You see, if I had thought my English teacher at school could have explained it that well, I might have signed up for Eng Lit ‘O’-level instead of whatever it was I took instead.He was pissed as a newt, so fair play to him.
Is that 2015 ? As their top wine it is probably only just opening the drinking window. And that would fit with the improvement after an hour. I wonder if it is even better today if you have kept some ?
I also suffer the apprehension affliction. The realisation that there are only so many special occasions left to us is a morbid way to overcome reluctance to open expensive wine for no good reason other than we are still alive ! Covid has been the catalyst.
Cheers.
Fickle youth and beauty
slip behind us, while boring old-age drives away playful love
and easy sleep. Spring flowers do not hold their beauty forever,
nor does the red moon perpetually glow with the same appearance.
Why would you exhaust your soul making plans for the future, a
soul that is not up to such a task? Why should we not, instead,
have some good wine, while we still can, reclining under a lofty
plane or pine tree—in fact, let us do this without a care in the
world, and adorn our gray hair with flowers and Assyrian scents.
Bacchus drives away our all-consuming worries. What servant is readily
available to dilute the cups of fiery Falernian wine with water
from the flowing stream? Who will lure Lyde, that wild sex fiend,
from her house? Come on now, and use your ivory lyre to persuade her
to hurry up—she has her hair arranged in that sexy, Laconian Greek way
Carpe Deum, no less!
Most people think its all about getting stuff done, when it really means 'grab a glass'!
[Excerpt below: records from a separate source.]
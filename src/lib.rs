pub mod account;
pub mod audit;
pub mod broker;
pub mod config;
pub mod http;
pub mod ledger;
pub mod logging;
pub mod model;
pub mod processor;
pub mod transaction;

pub use account::{AccountError, AccountService, AccountStore, PostgresAccountStore};
pub use audit::{AuditError, AuditRepository, MongoAuditRepository};
pub use broker::{BrokerConsumer, BrokerError, DeadLetterWriter, KafkaDeadLetterWriter, KafkaProducer, Producer};
pub use config::{Config, ConfigError};
pub use ledger::{LedgerError, LedgerStore, PostgresLedgerStore};
pub use model::{Account, AccountStatus, Transaction, TransactionStatus, TransactionType};
pub use processor::{MessageHandler, TransactionProcessor};
pub use transaction::{CreateTransactionRequest, TransactionService, TransactionServiceError};
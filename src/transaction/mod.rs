pub mod service;

pub use service::{CreateTransactionRequest, TransactionService, TransactionServiceError};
Fuggedaboutit.A Jesus freak.What you wrote means 'Grab God'!
What you wrote means 'Grab God'!
I had a dream early this morning that there was an report in the DT on a miracle drug that promises to condemn hangovers to a bad memory, by breaking down alcohol at between 2 and 4 times the normal rate. The dream was so vivid that it gave the drug a name, something like Myzra, and stated that it costs £30 for a pack of, well, 30 pills.
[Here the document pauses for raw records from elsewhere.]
#![allow(dead_code)]

use std::collections::{HashMap, HashSet, VecDeque};
use std::sync::atomic::{AtomicBool, AtomicUsize, Ordering};
use std::sync::{Arc, Mutex};

use async_trait::async_trait;
use chrono::{DateTime, Duration, TimeZone, Utc};
use parentline_store::{MessageStore, Priority, StoreConfig, Student};
use parentline_sync::{FetchPostsRequest, PostsApi, RemotePost, Result, SyncError, ViewRequest};
use tempfile::TempDir;
use tokio::sync::Notify;

pub const STUDENT_ID: i64 = 7;
pub const STUDENT_NUMBER: &str = "S-0007";

pub fn base_time() -> DateTime<Utc> {
    Utc.with_ymd_and_hms(2025, 3, 1, 8, 0, 0).unwrap()
}

pub fn student() -> Student {
    Student {
        id: STUDENT_ID,
        student_number: STUDENT_NUMBER.to_string(),
        full_name: "Mina Park".to_string(),
        class_name: Some("3B".to_string()),
    }
}

pub fn post(id: i64, title: &str, content: &str, sent_time: DateTime<Utc>) -> RemotePost {
    RemotePost {
        id,
        title: title.to_string(),
        content: content.to_string(),
        priority: Priority::Medium,
        group_name: None,
        edited_at: None,
        image: None,
        sent_time,
        viewed_at: None,
        read_status: 0,
    }
}

/// Distinct posts, id `n` sent `n` minutes after the base time
pub fn numbered_posts(count: i64) -> Vec<RemotePost> {
    (1..=count)
        .map(|id| {
            post(
                id,
                &format!("Notice {}", id),
                "Body",
                base_time() + Duration::minutes(id),
            )
        })
        .collect()
}

pub async fn create_store(dir: &TempDir) -> Arc<MessageStore> {
    let store = MessageStore::with_config(StoreConfig {
        db_path: dir.path().join("parentline.db"),
        page_size: 20,
    })
    .await
    .unwrap();
    store.students().save(&[student()]).await.unwrap();
    Arc::new(store)
}

/// In-memory backend following the wire contract
#[derive(Default)]
pub struct FakePostsApi {
    pub page_size: usize,
    pub posts: Mutex<Vec<RemotePost>>,
    pub singles: Mutex<HashMap<i64, RemotePost>>,
    pub requests: Mutex<Vec<FetchPostsRequest>>,
    pub views: Mutex<Vec<ViewRequest>>,
    pub acknowledged: Mutex<HashSet<(i64, i64)>>,
    pub fail_fetches: Mutex<VecDeque<SyncError>>,
    pub fail_views_for: Mutex<HashSet<i64>>,
    pub fetch_gate: Mutex<Option<Arc<Notify>>>,
    pub hang_single: AtomicBool,
    pub single_calls: AtomicUsize,
}

impl FakePostsApi {
    pub fn with_posts(page_size: usize, posts: Vec<RemotePost>) -> Self {
        Self {
            page_size,
            posts: Mutex::new(posts),
            ..Default::default()
        }
    }

    pub fn fail_next_fetch(&self, err: SyncError) {
        self.fail_fetches.lock().unwrap().push_back(err);
    }

    pub fn requests(&self) -> Vec<FetchPostsRequest> {
        self.requests.lock().unwrap().clone()
    }

    pub fn viewed_ids(&self) -> Vec<i64> {
        let mut ids: Vec<i64> = self.views.lock().unwrap().iter().map(|v| v.post_id).collect();
        ids.sort();
        ids
    }

    fn page_after(&self, request: &FetchPostsRequest) -> Vec<RemotePost> {
        let mut posts = self.posts.lock().unwrap().clone();
        posts.sort_by(|a, b| b.sent_time.cmp(&a.sent_time).then(b.id.cmp(&a.id)));

        let start = if request.last_post_id == 0 {
            0
        } else {
            posts
                .iter()
                .position(|p| p.id == request.last_post_id)
                .map(|at| at + 1)
                .unwrap_or(posts.len())
        };
        posts.into_iter().skip(start).take(self.page_size).collect()
    }
}

#[async_trait]
impl PostsApi for FakePostsApi {
    async fn fetch_posts(&self, request: &FetchPostsRequest) -> Result<Vec<RemotePost>> {
        self.requests.lock().unwrap().push(request.clone());

        let gate = self.fetch_gate.lock().unwrap().take();
        if let Some(gate) = gate {
            gate.notified().await;
        }

        if let Some(err) = self.fail_fetches.lock().unwrap().pop_front() {
            return Err(err);
        }

        let mut acknowledged = self.acknowledged.lock().unwrap();
        for id in &request.read_post_ids {
            acknowledged.insert((*id, request.student_id));
        }
        drop(acknowledged);

        Ok(self.page_after(request))
    }

    async fn fetch_post(&self, id: i64) -> Result<RemotePost> {
        self.single_calls.fetch_add(1, Ordering::SeqCst);
        if self.hang_single.load(Ordering::SeqCst) {
            std::future::pending::<()>().await;
        }
        self.singles
            .lock()
            .unwrap()
            .get(&id)
            .cloned()
            .ok_or(SyncError::MessageNotFound(id))
    }

    async fn mark_viewed(&self, request: &ViewRequest) -> Result<()> {
        self.views.lock().unwrap().push(request.clone());
        if self.fail_views_for.lock().unwrap().contains(&request.post_id) {
            return Err(SyncError::Status(503));
        }
        self.acknowledged
            .lock()
            .unwrap()
            .insert((request.post_id, request.student_id));
        Ok(())
    }
}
It was one of those dreams that was so vivid that it seemed real, and I've been scouring the papers all day to find it, but it just isn't there. Funnily enough, all the other articles in the dream actually are there, so maybe it wasn't a dream at all, just a terrible trick, a July All Fools Day trick.
Someone certainly does. The person that made up this bit of the article, I’d suggest.It was real!
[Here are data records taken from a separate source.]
//! Sea-ORM migrations for the on-device schema

pub use sea_orm_migration::prelude::*;

mod m20250301_000001_create_messages_table;
mod m20250301_000002_create_students_table;
mod m20250302_000001_add_message_indexes;

pub struct Migrator;

#[async_trait::async_trait]
impl MigratorTrait for Migrator {
    fn migrations() -> Vec<Box<dyn MigrationTrait>> {
        vec![
            Box::new(m20250301_000001_create_messages_table::Migration),
            Box::new(m20250301_000002_create_students_table::Migration),
            Box::new(m20250302_000001_add_message_indexes::Migration),
        ]
    }
}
Myrkl. Someone has a sense of humour!
^ the mature gentleman's wet dream
I took to the advice that you should drink daily to acclimatise the liver.
I must give it a go...
She drinks on most Saturday nights despite debilitating hangovers. Weekends often involve throwing up until noon until nothing is left in her stomach.
I gave up reading the Sunday papers decades ago for much the same reason.
Yes I focussed on that bit too. Not sure it is good advice. Better to give the liver a few days with no alcohol unless you really are only having 1/2 glasses IMO.